Saturday, April 21, 2012
Review: Lockout
Lockout (2012)
Directed by: James Mather and Stephen St. Leger
Written by: Luc Besson, Mather, St. Leger
Starring: Guy Pearce, Maggie Grace, Peter Stormare, Lennie James
Lockout is exactly the kind of high-concept ridiculousness that we've come to expect from French action maestro (fun with languages!) Luc Besson: It's the year 2079, the United States is still a thing, and the President's daughter is being held hostage aboard a... wait for it... prison... in SPACE! And here we have the film's first (and perhaps most fatal) flaw (and there are many): the title. Why not just call the thing SPACE PRISON (caps necessary) and be done with it? Lockout implies a dark and gritty film (this is neither); SPACE PRISON implies ludicrous fun (which this definitely is). In terms of Besson, this is more Fifth Element than Léon.
In the Bruce Willis role this time around is Guy "Not Val Kilmer" Pearce. His character -- Snow (yup) -- amalgamates Willis' hard-luck loutishness and Brad Pitt's rakish 2nd-best, with just a pinch of Snake Plissken thrown in. Snow is the guy tasked with saving the aforementioned First Daughter (there's also something about a briefcase -- possibly the laziest MacGuffin in cinema history). Thankfully, he has quite a bit of fun with the cliched "only man for the job" role -- Snow flits from frying pan to (SPACE!) fire with the kind of maniacal glee that Besson (cowriter and producer here) usually saves for his villains. He takes the buckshot approach to one-liners, and a good number of them hit. He also establishes an easy rapport with co-star Maggie Grace (not terrible, which is the equivalent of Oscar-worthy considering the caliber of supporting talent) and generally does his best to elevate obviously weak material.
Shoehorned into the usual Gary Oldman villain role is a strangely restrained Peter Stormare. If there was ever a movie to unleash Stormare's Oldman-esque psychopathy (does anyone else remember his performance in an otherwise-awful The Brothers Grimm?) SPACE PRISON (er, Lockout) is it.

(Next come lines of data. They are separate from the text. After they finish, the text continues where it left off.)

//! Black-box scenarios against the detection pipeline's public API, run
//! with a fake `UpstreamClient` so no network access is required.

use std::collections::HashMap;
use std::sync::{Arc, Mutex};

use async_trait::async_trait;
use wlo_dedup::core::types::{
    default_active_fields, DetectionParams, Metadata, MatchSource, SearchField,
};
use wlo_dedup::pipeline::Pipeline;
use wlo_dedup::upstream::{UpstreamClient, UpstreamError, UpstreamHit};

struct ScriptedUpstream {
    nodes: HashMap<String, Metadata>,
    by_query: Mutex<HashMap<(SearchField, String), Vec<UpstreamHit>>>,
}

impl ScriptedUpstream {
    fn new() -> Self {
        Self {
            nodes: HashMap::new(),
            by_query: Mutex::new(HashMap::new()),
        }
    }

    fn on(mut self, field: SearchField, query: &str, hits: Vec<UpstreamHit>) -> Self {
        self.by_query
            .get_mut()
            .unwrap()
            .insert((field, query.to_string()), hits);
        self
    }

    fn with_node(mut self, node_id: &str, metadata: Metadata) -> Self {
        self.nodes.insert(node_id.to_string(), metadata);
        self
    }
}

#[async_trait]
impl UpstreamClient for ScriptedUpstream {
    async fn fetch_metadata(&self, node_id: &str) -> Result<Metadata, UpstreamError> {
        self.nodes.get(node_id).cloned().ok_or(UpstreamError::NotFound)
    }

    async fn search(
        &self,
        field: SearchField,
        query: &str,
        _max_results: usize,
    ) -> Result<Vec<UpstreamHit>, UpstreamError> {
        Ok(self
            .by_query
            .lock()
            .unwrap()
            .get(&(field, query.to_string()))
            .cloned()
            .unwrap_or_default())
    }

    async fn check_redirect(&self, url: &str) -> String {
        url.to_string()
    }
}

fn params(threshold: f64) -> DetectionParams {
    DetectionParams {
        similarity_threshold: threshold,
        active_fields: default_active_fields(),
        max_candidates: 40,
    }
}

/// Scenario (b): a candidate discovered via a lowercase/umlaut-folded title
/// variant is retained under `match_source = "title"` once its MinHash
/// similarity clears the threshold.
#[tokio::test]
async fn title_variant_recruitment_finds_a_near_duplicate() {
    let source = Metadata {
        title: Some("Mathematik für Grundschüler".to_string()),
        description: None,
        keywords: Vec::new(),
        url: None,
        redirect_url: None,
    };

    let candidate_metadata = Metadata {
        title: Some("mathematik fuer grundschueler".to_string()),
        description: None,
        keywords: Vec::new(),
        url: None,
        redirect_url: None,
    };

    let upstream = ScriptedUpstream::new().on(
        SearchField::Title,
        "mathematik fuer grundschueler",
        vec![UpstreamHit {
            node_id: "node-variant".to_string(),
            metadata: candidate_metadata,
        }],
    );

    let pipeline = Pipeline::new(Arc::new(upstream), 10);
    let response = pipeline
        .detect_by_metadata(source, params(0.5))
        .await
        .unwrap();

    assert!(
        response
            .duplicates
            .iter()
            .any(|d| d.node_id == "node-variant" && matches!(d.match_source, MatchSource::Title)),
        "expected node-variant to survive with match_source=title, got {:?}",
        response.duplicates
    );
}

/// Scenario (c): enrichment fills in missing fields from a url_exact
/// candidate and re-runs recruitment once with the enriched record.
#[tokio::test]
async fn enrichment_fills_missing_fields_from_url_exact_candidate() {
    let source = Metadata {
        title: None,
        description: None,
        keywords: Vec::new(),
        url: Some("https://example.org/lesson-1".to_string()),
        redirect_url: None,
    };

    let donor_metadata = Metadata {
        title: Some("Einfuehrung in die Bruchrechnung".to_string()),
        description: Some("Eine Einfuehrung fuer die Grundschule".to_string()),
        keywords: Vec::new(),
        url: Some("https://example.org/lesson-1".to_string()),
        redirect_url: None,
    };

    let upstream = ScriptedUpstream::new()
        .with_node("source-node", source.clone())
        .on(
            SearchField::Url,
            "https://example.org/lesson-1",
            vec![UpstreamHit {
                node_id: "donor-node".to_string(),
                metadata: donor_metadata,
            }],
        );

    let pipeline = Pipeline::new(Arc::new(upstream), 10);
    let response = pipeline
        .detect_by_node("source-node", params(0.9))
        .await
        .unwrap();

    let enrichment = response.enrichment.expect("expected an enrichment report");
    assert_eq!(enrichment.source_node_id, "donor-node");
    assert!(enrichment.fields_added.contains(&"title".to_string()));
    assert!(enrichment.fields_added.contains(&"description".to_string()));
    assert_eq!(
        response.source_metadata.title.as_deref(),
        Some("Einfuehrung in die Bruchrechnung")
    );
}

/// Property law 1/2 (§8): every reported duplicate clears the threshold or
/// is url_exact, and the source node never appears among its own duplicates.
#[tokio::test]
async fn duplicates_never_include_the_source_node_and_always_clear_the_bar() {
    let source = Metadata {
        title: Some("Der Wasserkreislauf".to_string()),
        description: None,
        keywords: Vec::new(),
        url: Some("https://example.org/water-cycle".to_string()),
        redirect_url: None,
    };

    let upstream = ScriptedUpstream::new().with_node("self-node", source.clone()).on(
        SearchField::Url,
        "https://example.org/water-cycle",
        vec![UpstreamHit {
            node_id: "self-node".to_string(),
            metadata: source.clone(),
        }],
    );

    let pipeline = Pipeline::new(Arc::new(upstream), 10);
    let response = pipeline
        .detect_by_node("self-node", params(0.9))
        .await
        .unwrap();

    for d in &response.duplicates {
        assert_ne!(d.node_id, "self-node");
        assert!(matches!(d.match_source, MatchSource::UrlExact) || d.similarity_score >= 0.9);
    }
}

Instead, he is confined to a role that's more Commissioner Gordon than Zorg as the somewhat shady head of the Secret Service. He meanders from scene to expository scene, rarely even so much as emoting or changing the tone of his voice. "That Guy" All-Star Lennie James is serviceable as Snow's confidante, and the two blokes who play the film's (randomly) Scottish (or Irish?) villains seem to be having a good time, but but didn't seem to get the memo that this wasn't a direct-to-DVD job.
Worse still are the rogue's gallery of stiffs that play the bit parts -- random prisoners, scientists, Secret Service agents, even the role of the President himself (one of the worst moments of acting I can ever recall seeing is when the President finds out his daughter is being held hostage -- the movie might be worth seeing just for that little chestnut). I know the film only had a $20 million budget and was filmed in Serbia, but come on. The budget deficiencies are even more apparent in the CGI (not even worth talking about, although you have to commend the effects editors for doing all they could with Microsoft Paint -- an early motorcycle chase scene stands out as especially cheesy).

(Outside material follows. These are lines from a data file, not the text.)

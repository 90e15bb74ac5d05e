//! `tailwind.config.js` generator.

use serde_json::{json, Map, Value};

use crate::tokens::Theme;

const HEADER: &str = "/** @type {import('tailwindcss').Config} */\nmodule.exports = ";

/// Roles aliased to a single CSS variable.
const SINGLE_ROLES: [&str; 5] = ["border", "input", "ring", "background", "foreground"];

/// Roles aliased to a `DEFAULT` / `foreground` variable pair.
const PAIRED_ROLES: [&str; 7] = [
    "primary",
    "secondary",
    "destructive",
    "muted",
    "accent",
    "popover",
    "card",
];

/// Renders a Tailwind config module extending the default theme.
///
/// The palette starts from the theme's raw colors; the shadcn/ui roles are
/// then replaced with `hsl(var(--role))` references so the config tracks
/// the CSS variable sheet. A replaced role keeps its original position.
/// Typography, spacing, radius and shadow groups pass through unchanged.
pub fn tailwind_config(theme: &Theme) -> String {
    let mut colors = match serde_json::to_value(&theme.colors) {
        Ok(Value::Object(map)) => map,
        _ => Map::new(),
    };
    for role in SINGLE_ROLES {
        colors.insert(role.to_string(), Value::String(var_ref(role)));
    }
    for role in PAIRED_ROLES {
        colors.insert(
            role.to_string(),
            json!({
                "DEFAULT": var_ref(role),
                "foreground": var_ref(&format!("{}-foreground", role)),
            }),
        );
    }

    let typography = &theme.typography;
    let mut extend = Map::new();
    extend.insert("colors".to_string(), Value::Object(colors));
    if let Some(families) = &typography.font_family {
        extend.insert("fontFamily".to_string(), json!(families));
    }
    if let Some(sizes) = &typography.font_size {
        extend.insert("fontSize".to_string(), json!(sizes));
    }
    if let Some(weights) = &typography.font_weight {
        extend.insert("fontWeight".to_string(), json!(weights));
    }
    if let Some(heights) = &typography.line_height {
        extend.insert("lineHeight".to_string(), json!(heights));
    }
    extend.insert("spacing".to_string(), json!(theme.spacing));
    extend.insert("borderRadius".to_string(), json!(theme.radius));
    extend.insert("boxShadow".to_string(), json!(theme.shadows));

    let config = json!({
        "theme": { "extend": extend },
        "plugins": [],
    });
    format!("{}{:#}", HEADER, config)
}

fn var_ref(name: &str) -> String {
    format!("hsl(var(--{}))", name)
}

Speaking of budgets, whoever built the space prison clearly cut corners (let's just say it clearly wasn't Japanese or German). Radiation leaks inconveniently pop up to thwart our heroes, guns are easily snuck past security checkpoints, there is a minor problem with its orbit may or may not send the whole thing crashing into the Eastern Seaboard, and, oh yeah, THERE IS A BUTTON THAT RELEASES EVERY SINGLE PRISONER AT THE SAME TIME. Why would anyone design that button, ever? (The far superior The Cabin in the Woods suffers from a similar... wait, the exact same, issue, so even supposed "smart" filmmakers like Joss Whedon are not immune from moronic movie tropes).
In short, Lockout (aka SPACE PRISON) is a profoundly stupid movie (wait until you see how Snow and the First Daughter escape said space prison), but not one without its charms, and one that I will definitely be buying on DVD (but only as soon as the local used record store has it for, say, five or six bucks, tops). This is not one of Besson's finer efforts -- some blame can definitely be placed on the writing, but much of it lies in the microscopic budget (and I'm assuming a good chunk of it went toward whiskey for Stormare) and uneven directing -- this is Mather and St. Leger's debut feature. While much of the entertainment value in Lockout may be unintentional, you could do much worse on a lazy Friday night with a six-pack of beer.